Honour your mothers, "repulsive" pregnancies and all.

And if you still want to question “why that?”, how about the epidemic of unnatural, pregnant-looking, large-breasted men lumbering around like Neanderthals, not in Lululemon sweatpants but in stained, saggy, grey sweatpants that although loose-fitting, STILL leave nothing to the nightmares of imagination. I have the misfortune of witnessing these sausages without casings, these abominations of nature, every day, often getting out of vehicles with bumper-stickers indicating their admiration for the yoga pant and child brides.

This double standard of objectifying the female form and then abhorring it when it doesn’t fit into the sexualized ideal, while simultaneously humoring, even celebrating an overtly disgusting version of the male form has been eating me alive since I was young enough to notice such gross injustices. It’s turned me into a pissed off human being, not because I was born bitter, but because the world has made me this way. No one likes to have a cabbage-roll stuffed down her throat while she gags and told she likes it. Gag reflexes don’t lie, and oppression will either kill the spirit or ignite it into a raging fire of revolt.

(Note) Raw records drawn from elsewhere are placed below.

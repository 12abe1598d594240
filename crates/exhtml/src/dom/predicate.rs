// ABOUTME: The tag-and-attribute predicate shared by the query and mutation engines.
// ABOUTME: Combines a tag set with an attribute filter using literal, case-sensitive matching.

use ego_tree::NodeRef;
use scraper::node::Element;
use scraper::Node;

/// The tag names a predicate accepts.
#[derive(Debug, Clone, Copy, PartialEq, Eq)]
pub enum TagSet<'p> {
    One(&'p str),
    Many(&'p [&'p str]),
}

impl TagSet<'_> {
    /// True when no element name can ever match.
    pub fn is_empty(&self) -> bool {
        match self {
            TagSet::One(tag) => tag.is_empty(),
            TagSet::Many(tags) => tags.iter().all(|t| t.is_empty()),
        }
    }

    pub fn contains(&self, name: &str) -> bool {
        match self {
            TagSet::One(tag) => *tag == name,
            TagSet::Many(tags) => tags.iter().any(|t| *t == name),
        }
    }
}

/// Attribute condition applied after the tag matched.
///
/// Values are compared as whole strings: `class="a b"` does not satisfy
/// `Equals("class", "a")`.
#[derive(Debug, Clone, Copy, PartialEq, Eq)]
pub enum AttrFilter<'p> {
    /// Tag alone decides.
    None,
    /// Some attribute has this key, any value.
    Has(&'p str),
    /// Some attribute has exactly this key and value.
    Equals(&'p str, &'p str),
    /// Some attribute with this key has one of the accepted values.
    OneOf(&'p str, &'p [&'p str]),
}

impl AttrFilter<'_> {
    fn is_empty(&self) -> bool {
        match self {
            AttrFilter::None => false,
            AttrFilter::Has(key) | AttrFilter::Equals(key, _) => key.is_empty(),
            AttrFilter::OneOf(key, values) => key.is_empty() || values.is_empty(),
        }
    }

    fn matches(&self, element: &Element) -> bool {
        match *self {
            AttrFilter::None => true,
            AttrFilter::Has(key) => element.attrs().any(|(name, _)| name == key),
            AttrFilter::Equals(key, value) => element
                .attrs()
                .any(|(name, actual)| name == key && actual == value),
            AttrFilter::OneOf(key, values) => element
                .attrs()
                .any(|(name, actual)| name == key && values.iter().any(|v| *v == actual)),
        }
    }
}

/// A tag set plus an attribute filter.
///
/// An empty predicate (no usable tag, or an attribute filter missing its key
/// or accepted values) matches nothing; there is no implicit match-all.
#[derive(Debug, Clone, Copy, PartialEq, Eq)]
pub struct Predicate<'p> {
    pub tags: TagSet<'p>,
    pub attr: AttrFilter<'p>,
}

impl<'p> Predicate<'p> {
    pub fn tag(tag: &'p str) -> Self {
        Self {
            tags: TagSet::One(tag),
            attr: AttrFilter::None,
        }
    }

    pub fn tags(tags: &'p [&'p str]) -> Self {
        Self {
            tags: TagSet::Many(tags),
            attr: AttrFilter::None,
        }
    }

    /// `<meta>` elements whose `key` attribute is one of `values`.
    pub fn meta(key: &'p str, values: &'p [&'p str]) -> Self {
        Self::tag("meta").with_attr(AttrFilter::OneOf(key, values))
    }

    pub fn with_attr(mut self, attr: AttrFilter<'p>) -> Self {
        self.attr = attr;
        self
    }

    pub fn has_attr(self, key: &'p str) -> Self {
        self.with_attr(AttrFilter::Has(key))
    }

    pub fn attr_eq(self, key: &'p str, value: &'p str) -> Self {
        self.with_attr(AttrFilter::Equals(key, value))
    }

    pub fn class(self, class: &'p str) -> Self {
        self.attr_eq("class", class)
    }

    pub fn id(self, id: &'p str) -> Self {
        self.attr_eq("id", id)
    }

    pub fn attr_type(self, kind: &'p str) -> Self {
        self.attr_eq("type", kind)
    }

    pub fn is_empty(&self) -> bool {
        self.tags.is_empty() || self.attr.is_empty()
    }

    pub fn matches_element(&self, element: &Element) -> bool {
        !self.is_empty() && self.tags.contains(element.name()) && self.attr.matches(element)
    }

    /// Non-element nodes never match.
    pub fn matches(&self, node: NodeRef<'_, Node>) -> bool {
        match node.value() {
            Node::Element(element) => self.matches_element(element),
            _ => false,
        }
    }
}
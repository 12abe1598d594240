// ABOUTME: DOM traversal, query and mutation over scraper's ego-tree backed documents.
// ABOUTME: Re-exports the predicate type and the query/mutation function families.

//! DOM utilities for HTML document inspection and manipulation.
//!
//! Every operation walks the tree once through [`traverse`]. Queries return
//! borrowed references in document order; mutations detach subtrees in place.

pub mod mutate;
pub mod predicate;
pub mod query;
pub mod traverse;

pub use predicate::{AttrFilter, Predicate, TagSet};
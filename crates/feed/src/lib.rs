// ABOUTME: Feed parsing library for exhtml.
// ABOUTME: Maps RSS/Atom/JSON feeds into ordered items exposing guid and link.

pub mod error;
pub mod models;
pub mod parser;

pub use error::FeedError;
pub use models::{Author, Feed, FeedItem};
pub use parser::{parse_feed_bytes, parse_feed_reader};

impl Feed {
    /// Returns every item's unique identifier, in feed order.
    ///
    /// An RSS item without a `<guid>` still gets a value: the parser derives a
    /// stable hash from the item's link and title, so the list never holds
    /// empty strings.
    pub fn guids(&self) -> Vec<String> {
        self.items.iter().map(|item| item.guid.clone()).collect()
    }

    /// Returns every item's link, in feed order.
    pub fn links(&self) -> Vec<String> {
        self.items.iter().map(|item| item.url.clone()).collect()
    }
}
// ABOUTME: Integration tests for feed parsing functionality.
// ABOUTME: Tests item ordering, guid/link extraction for RSS and Atom, and error reporting.

use exhtml_feed::{parse_feed_bytes, parse_feed_reader, FeedError};
use pretty_assertions::assert_eq;

const RSS: &str = r#"<?xml version="1.0" encoding="UTF-8"?>
<rss version="2.0">
    <channel>
        <title>News</title>
        <link>https://news.example.com</link>
        <description>Latest headlines</description>
        <item>
            <title>First</title>
            <link>https://news.example.com/a/1</link>
            <guid>news-1</guid>
            <pubDate>Mon, 15 Jan 2024 10:00:00 +0000</pubDate>
            <category>world</category>
        </item>
        <item>
            <title>Second</title>
            <link>https://news.example.com/a/2</link>
            <guid>news-2</guid>
        </item>
        <item>
            <title>Third</title>
            <link>https://news.example.com/a/3</link>
            <guid>news-3</guid>
        </item>
    </channel>
</rss>"#;

/// Items come back in document order with their guid and link.
#[test]
fn test_rss_guids_and_links_in_order() {
    let feed = parse_feed_bytes(RSS.as_bytes(), "https://news.example.com/rss").unwrap();

    assert_eq!(feed.title, "News");
    assert_eq!(feed.feed_url, "https://news.example.com/rss");
    assert_eq!(feed.guids(), vec!["news-1", "news-2", "news-3"]);
    assert_eq!(
        feed.links(),
        vec![
            "https://news.example.com/a/1",
            "https://news.example.com/a/2",
            "https://news.example.com/a/3",
        ]
    );
}

#[test]
fn test_rss_item_metadata() {
    let feed = parse_feed_bytes(RSS.as_bytes(), "https://news.example.com/rss").unwrap();
    let first = &feed.items[0];

    assert_eq!(first.title, "First");
    assert_eq!(first.categories, vec!["world".to_string()]);
    // 2024-01-15T10:00:00Z
    assert_eq!(first.published_ms, 1_705_312_800_000);
    assert_eq!(first.updated_ms, first.published_ms);
    assert_eq!(feed.items[1].published_ms, 0);
}

#[test]
fn test_atom_alternate_link_preferred() {
    let atom = r#"<?xml version="1.0" encoding="utf-8"?>
<feed xmlns="http://www.w3.org/2005/Atom">
    <title>Atom Blog</title>
    <id>urn:uuid:blog</id>
    <updated>2024-02-01T00:00:00Z</updated>
    <entry>
        <title>Post</title>
        <id>urn:uuid:post-1</id>
        <updated>2024-02-01T00:00:00Z</updated>
        <link rel="enclosure" href="https://cdn.example.com/a.mp3" type="audio/mpeg"/>
        <link rel="alternate" href="https://blog.example.com/post-1"/>
    </entry>
</feed>"#;

    let feed = parse_feed_bytes(atom.as_bytes(), "https://blog.example.com/atom").unwrap();
    assert_eq!(feed.guids(), vec!["urn:uuid:post-1"]);
    assert_eq!(feed.links(), vec!["https://blog.example.com/post-1"]);
}

#[test]
fn test_empty_channel_is_not_an_error() {
    let rss = r#"<?xml version="1.0"?>
<rss version="2.0"><channel><title>Quiet</title></channel></rss>"#;

    let feed = parse_feed_bytes(rss.as_bytes(), "https://quiet.example.com/rss").unwrap();
    assert!(feed.items.is_empty());
    assert!(feed.guids().is_empty());
}

#[test]
fn test_reader_input_matches_bytes_input() {
    let from_bytes = parse_feed_bytes(RSS.as_bytes(), "u").unwrap();
    let from_reader = parse_feed_reader(std::io::Cursor::new(RSS.as_bytes()), "u").unwrap();
    assert_eq!(from_bytes.items, from_reader.items);
}

#[test]
fn test_html_is_rejected() {
    let err = parse_feed_bytes(b"<html><body>not a feed</body></html>", "u").unwrap_err();
    assert!(matches!(err, FeedError::Parse(_)));
    assert!(err.to_string().starts_with("failed to parse feed"));
}

#[test]
fn test_item_without_guid_gets_stable_generated_id() {
    let rss = r#"<?xml version="1.0"?>
<rss version="2.0"><channel><title>T</title>
    <item><title>No id</title><link>https://news.example.com/a/9</link></item>
</channel></rss>"#;
    let first = parse_feed_bytes(rss.as_bytes(), "u").unwrap();
    let second = parse_feed_bytes(rss.as_bytes(), "u").unwrap();

    let guids = first.guids();
    assert_eq!(guids.len(), 1);
    assert!(!guids[0].is_empty());
    assert_eq!(guids, second.guids());
    assert_eq!(first.links(), vec!["https://news.example.com/a/9"]);
}
// ABOUTME: Error types for exhtml including the ErrorCode enum and FetchError struct.
// ABOUTME: Provides categorized fetch errors with convenience constructors and boolean helpers.

use std::fmt;

/// Error codes representing different categories of fetch failures.
#[derive(Debug, Clone, Copy, PartialEq, Eq)]
pub enum ErrorCode {
    InvalidUrl,
    Client,
    Fetch,
    Timeout,
    Read,
    Status,
    Feed,
}

impl fmt::Display for ErrorCode {
    fn fmt(&self, f: &mut fmt::Formatter<'_>) -> fmt::Result {
        let s = match self {
            ErrorCode::InvalidUrl => "invalid URL",
            ErrorCode::Client => "client error",
            ErrorCode::Fetch => "fetch error",
            ErrorCode::Timeout => "deadline exceeded",
            ErrorCode::Read => "body read error",
            ErrorCode::Status => "unexpected status",
            ErrorCode::Feed => "feed error",
        };
        write!(f, "{}", s)
    }
}

/// The main error type for fetch operations.
#[derive(Debug, thiserror::Error)]
pub struct FetchError {
    pub code: ErrorCode,
    pub url: String,
    pub op: String,
    #[source]
    pub source: Option<anyhow::Error>,
}

impl fmt::Display for FetchError {
    fn fmt(&self, f: &mut fmt::Formatter<'_>) -> fmt::Result {
        write!(f, "exhtml: {} {}: {}", self.op, self.url, self.code)?;
        if let Some(ref src) = self.source {
            write!(f, ": {}", src)?;
        }
        Ok(())
    }
}

impl FetchError {
    fn new(
        code: ErrorCode,
        url: impl Into<String>,
        op: impl Into<String>,
        source: Option<anyhow::Error>,
    ) -> Self {
        Self {
            code,
            url: url.into(),
            op: op.into(),
            source,
        }
    }

    /// Create an InvalidUrl error.
    pub fn invalid_url(
        url: impl Into<String>,
        op: impl Into<String>,
        source: Option<anyhow::Error>,
    ) -> Self {
        Self::new(ErrorCode::InvalidUrl, url, op, source)
    }

    /// Create a Client error (HTTP client could not be constructed).
    pub fn client(op: impl Into<String>, source: Option<anyhow::Error>) -> Self {
        Self::new(ErrorCode::Client, String::new(), op, source)
    }

    /// Create a Fetch error (transport failure on a single request).
    pub fn fetch(
        url: impl Into<String>,
        op: impl Into<String>,
        source: Option<anyhow::Error>,
    ) -> Self {
        Self::new(ErrorCode::Fetch, url, op, source)
    }

    /// Create a Timeout error (retry budget exhausted).
    pub fn timeout(
        url: impl Into<String>,
        op: impl Into<String>,
        source: Option<anyhow::Error>,
    ) -> Self {
        Self::new(ErrorCode::Timeout, url, op, source)
    }

    /// Create a Read error (body read failed after connecting).
    pub fn read(
        url: impl Into<String>,
        op: impl Into<String>,
        source: Option<anyhow::Error>,
    ) -> Self {
        Self::new(ErrorCode::Read, url, op, source)
    }

    /// Create a Status error.
    pub fn status(
        url: impl Into<String>,
        op: impl Into<String>,
        source: Option<anyhow::Error>,
    ) -> Self {
        Self::new(ErrorCode::Status, url, op, source)
    }

    /// Create a Feed error.
    pub fn feed(
        url: impl Into<String>,
        op: impl Into<String>,
        source: Option<anyhow::Error>,
    ) -> Self {
        Self::new(ErrorCode::Feed, url, op, source)
    }

    /// Returns true if this is a Timeout error.
    pub fn is_timeout(&self) -> bool {
        self.code == ErrorCode::Timeout
    }

    /// Returns true if this is a Fetch error.
    pub fn is_fetch(&self) -> bool {
        self.code == ErrorCode::Fetch
    }

    /// Returns true if this is a Read error.
    pub fn is_read(&self) -> bool {
        self.code == ErrorCode::Read
    }

    /// Returns true if this is a Status error.
    pub fn is_status(&self) -> bool {
        self.code == ErrorCode::Status
    }

    /// Returns true if this is a Feed error.
    pub fn is_feed(&self) -> bool {
        self.code == ErrorCode::Feed
    }

    /// Returns true if this is an InvalidUrl error.
    pub fn is_invalid_url(&self) -> bool {
        self.code == ErrorCode::InvalidUrl
    }
}
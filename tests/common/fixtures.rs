//! Test data generation utilities and predefined scenarios
//!
//! Provides functions for creating repositories with specific file states
//! and configurations to test various git scenarios consistently.

#![allow(dead_code)]

use super::repository::*;
use gitprompt::core::error::Result;

/// Scenario: committed files plus 1 staged, 1 modified and 2 untracked files
pub fn create_dirty_repo() -> Result<TestRepo> {
    let repo = setup_test_repo()?;

    create_file(&repo.path, "tracked.txt", "one\n")?;
    create_file(&repo.path, "staged.txt", "one\n")?;
    git_add(&repo.path, ".")?;
    git_commit(&repo.path, "Initial commit")?;

    create_file(&repo.path, "tracked.txt", "two\n")?;
    create_file(&repo.path, "staged.txt", "two\n")?;
    git_add(&repo.path, "staged.txt")?;
    create_file(&repo.path, "new1.txt", "new\n")?;
    create_file(&repo.path, "new2.txt", "new\n")?;

    Ok(repo)
}

/// Scenario: `main` is 2 commits ahead of and 1 commit behind its upstream `base`
pub fn create_diverged_repo() -> Result<TestRepo> {
    let repo = setup_test_repo_with_initial_commit()?;

    git(&repo.path, &["branch", "base"])?;
    commit_file(&repo.path, "main1.txt", "main 1\n")?;
    commit_file(&repo.path, "main2.txt", "main 2\n")?;

    git(&repo.path, &["checkout", "base"])?;
    commit_file(&repo.path, "base.txt", "base\n")?;
    git(&repo.path, &["checkout", "main"])?;

    git(&repo.path, &["branch", "--set-upstream-to=base", "main"])?;

    Ok(repo)
}

/// Scenario: a merge stopped on one conflicting file
pub fn create_conflicted_repo() -> Result<TestRepo> {
    let repo = setup_test_repo_with_initial_commit()?;

    git(&repo.path, &["checkout", "-b", "other"])?;
    commit_file(&repo.path, "initial.txt", "theirs\n")?;
    git(&repo.path, &["checkout", "main"])?;
    commit_file(&repo.path, "initial.txt", "ours\n")?;
    git(&repo.path, &["merge", "other"])?;

    Ok(repo)
}
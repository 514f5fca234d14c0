//! Prompt format interpreter.
//!
//! A format string mixes literal text with directives:
//!
//! | Syntax      | Meaning                                              |
//! |-------------|------------------------------------------------------|
//! | `\x`        | Literal `x`, even if it is a sigil                   |
//! | `#x`, `#_`  | Set foreground color `x`, or reset the color         |
//! | `@x`, `@X`  | Set attribute `x`, clear it with the uppercase form  |
//! | `@_`        | Clear all attributes                                 |
//! | `%x`        | Insert status value `x`                              |
//! | `[ ... ]`   | Group, dropped when all its values are zero          |
//!
//! Rendering never fails: an unknown selector or a sigil at the end of the
//! input is copied to the output as plain text.
//!
//! # Public API
//! - [`render`]: Render a status record through a format string
//! - [`Rendered`]: Output text plus its display width

use crate::core::status::{Placeholder, StatusRecord};
use crate::core::style::{self, StyleTracker};

const ESCAPE: char = '\\';
const COLOR: char = '#';
const ATTRIBUTE: char = '@';
const DATA: char = '%';
const RESET: char = '_';
const GROUP_OPEN: char = '[';
const GROUP_CLOSE: char = ']';

/// Rendered prompt text and the number of terminal columns it occupies
#[derive(Debug, Clone, Default, PartialEq, Eq)]
pub struct Rendered {
    pub text: String,
    pub width: usize,
}

impl Rendered {
    pub fn is_empty(&self) -> bool {
        self.text.is_empty()
    }
}

/// Render `status` according to `format`.
///
/// Returns an empty result when there is no status to show. Every call starts
/// from the terminal default style and ends by resetting to it.
pub fn render(status: Option<&StatusRecord>, format: &str) -> Rendered {
    let Some(status) = status else {
        return Rendered::default();
    };

    let mut interpreter = Interpreter::new(status);
    for ch in format.chars() {
        interpreter.feed(ch);
    }
    interpreter.finish()
}

/// One nesting level of the format
#[derive(Debug, Default)]
struct Group {
    buf: String,
    style: StyleTracker,
    has_data: bool,
    has_value: bool,
    width: usize,
}

impl Group {
    /// Open a nested group that starts from the default style
    fn child(&self) -> Group {
        let mut style = self.style;
        style.reset();
        Group {
            style,
            ..Default::default()
        }
    }

    /// A group whose values were all zero is dropped
    fn is_kept(&self) -> bool {
        !self.has_data || self.has_value
    }

    fn push_char(&mut self, ch: char) {
        // Style changes are deferred past whitespace.
        if !ch.is_whitespace() {
            self.style.flush(&mut self.buf);
        }
        self.width += 1;
        self.buf.push(ch);
    }

    fn push_str(&mut self, s: &str) {
        self.style.flush(&mut self.buf);
        self.width += s.chars().count();
        self.buf.push_str(s);
    }

    /// Append a closed child; the parent then continues from the default style
    fn absorb(&mut self, child: Group) {
        self.buf.push_str(&child.buf);
        self.style = child.style;
        self.style.reset();
        self.width += child.width;
    }
}

/// The directive waiting for its selector character
#[derive(Debug, Clone, Copy, PartialEq, Eq)]
enum Pending {
    None,
    Escape,
    Color,
    Attribute,
    Data,
}

impl Pending {
    fn sigil(self) -> Option<char> {
        match self {
            Pending::None => None,
            Pending::Escape => Some(ESCAPE),
            Pending::Color => Some(COLOR),
            Pending::Attribute => Some(ATTRIBUTE),
            Pending::Data => Some(DATA),
        }
    }
}

struct Interpreter<'a> {
    status: &'a StatusRecord,
    /// Open groups, root first; never empty
    groups: Vec<Group>,
    pending: Pending,
}

impl<'a> Interpreter<'a> {
    fn new(status: &'a StatusRecord) -> Self {
        Self {
            status,
            groups: vec![Group::default()],
            pending: Pending::None,
        }
    }

    fn current(&mut self) -> &mut Group {
        let last = self.groups.len() - 1;
        &mut self.groups[last]
    }

    fn feed(&mut self, ch: char) {
        let pending = std::mem::replace(&mut self.pending, Pending::None);
        match pending {
            Pending::Escape => self.current().push_char(ch),
            Pending::Color => self.color(ch),
            Pending::Attribute => self.attribute(ch),
            Pending::Data => self.data(ch),
            Pending::None => match ch {
                ESCAPE => self.pending = Pending::Escape,
                COLOR => self.pending = Pending::Color,
                ATTRIBUTE => self.pending = Pending::Attribute,
                DATA => self.pending = Pending::Data,
                GROUP_OPEN => self.open_group(),
                GROUP_CLOSE => self.close_group(),
                _ => self.current().push_char(ch),
            },
        }
    }

    /// Emit a directive that did not match as the text it was written as
    fn passthrough(&mut self, sigil: char, selector: char) {
        let group = self.current();
        group.push_char(sigil);
        group.push_char(selector);
    }

    fn color(&mut self, selector: char) {
        if selector == RESET {
            self.current().style.clear_color();
        } else if let Some(code) = style::color_code(selector) {
            self.current().style.set_color(code);
        } else {
            self.passthrough(COLOR, selector);
        }
    }

    fn attribute(&mut self, selector: char) {
        if selector == RESET {
            self.current().style.clear_attributes();
        } else if let Some(attr) = style::attribute_for(selector) {
            self.current().style.set_attribute(attr);
        } else if let Some(attr) = style::cleared_attribute_for(selector) {
            self.current().style.clear_attribute(attr);
        } else {
            self.passthrough(ATTRIBUTE, selector);
        }
    }

    fn data(&mut self, selector: char) {
        let Some(placeholder) = Placeholder::from_selector(selector) else {
            self.passthrough(DATA, selector);
            return;
        };

        let status = self.status;
        let group = self.current();
        group.has_data = true;
        match status.count(placeholder) {
            None => {
                group.has_value = true;
                group.push_str(status.head());
            }
            Some(value) => {
                if value > 0 {
                    group.has_value = true;
                }
                group.push_str(itoa::Buffer::new().format(value));
            }
        }
    }

    fn open_group(&mut self) {
        let child = self.current().child();
        self.groups.push(child);
    }

    fn close_group(&mut self) {
        // A close at root depth has nothing to close.
        if self.groups.len() == 1 {
            return;
        }
        if let Some(child) = self.groups.pop() {
            if child.is_kept() {
                self.current().absorb(child);
            } else {
                log::trace!("dropping group with only zero values: {:?}", child.buf);
            }
        }
    }

    fn finish(mut self) -> Rendered {
        if let Some(sigil) = self.pending.sigil() {
            self.current().push_char(sigil);
        }

        // Unbalanced groups are kept as written.
        while self.groups.len() > 1 {
            if let Some(child) = self.groups.pop() {
                self.current().absorb(child);
            }
        }

        let mut root = self.groups.swap_remove(0);
        root.style.reset();
        root.style.flush(&mut root.buf);

        Rendered {
            text: root.buf,
            width: root.width,
        }
    }
}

If society in general doesn’t want to deal with outraged feminine energy, then stop with the degradation. It’s not difficult. Just don’t do it. There is nothing easier in this world than not doing something. For example, David Chesney could have easily not said this: “When you become a public figure as Kristi Gordon chose to do, you are put to a higher standard”.

I won't mention pots and kettles because a womb evidencing the miracle of life is hardly the hypocritical equivalent of a culturally irrelevant politician from White Rock with probable karmic erectile dysfunction regurgitating the same tired misogyny, but the only person in this equation displaying dismal conduct, poor judgment and stupidity is David Chesney. Kristi Gordon has conducted herself with nothing but grace and beauty. Pregnancy will do that to a girl.

She definitely deserves a professionally done belly-cast for having to deal with this bullshit when she is pregnant. David Chesney? Buck up buddy boy.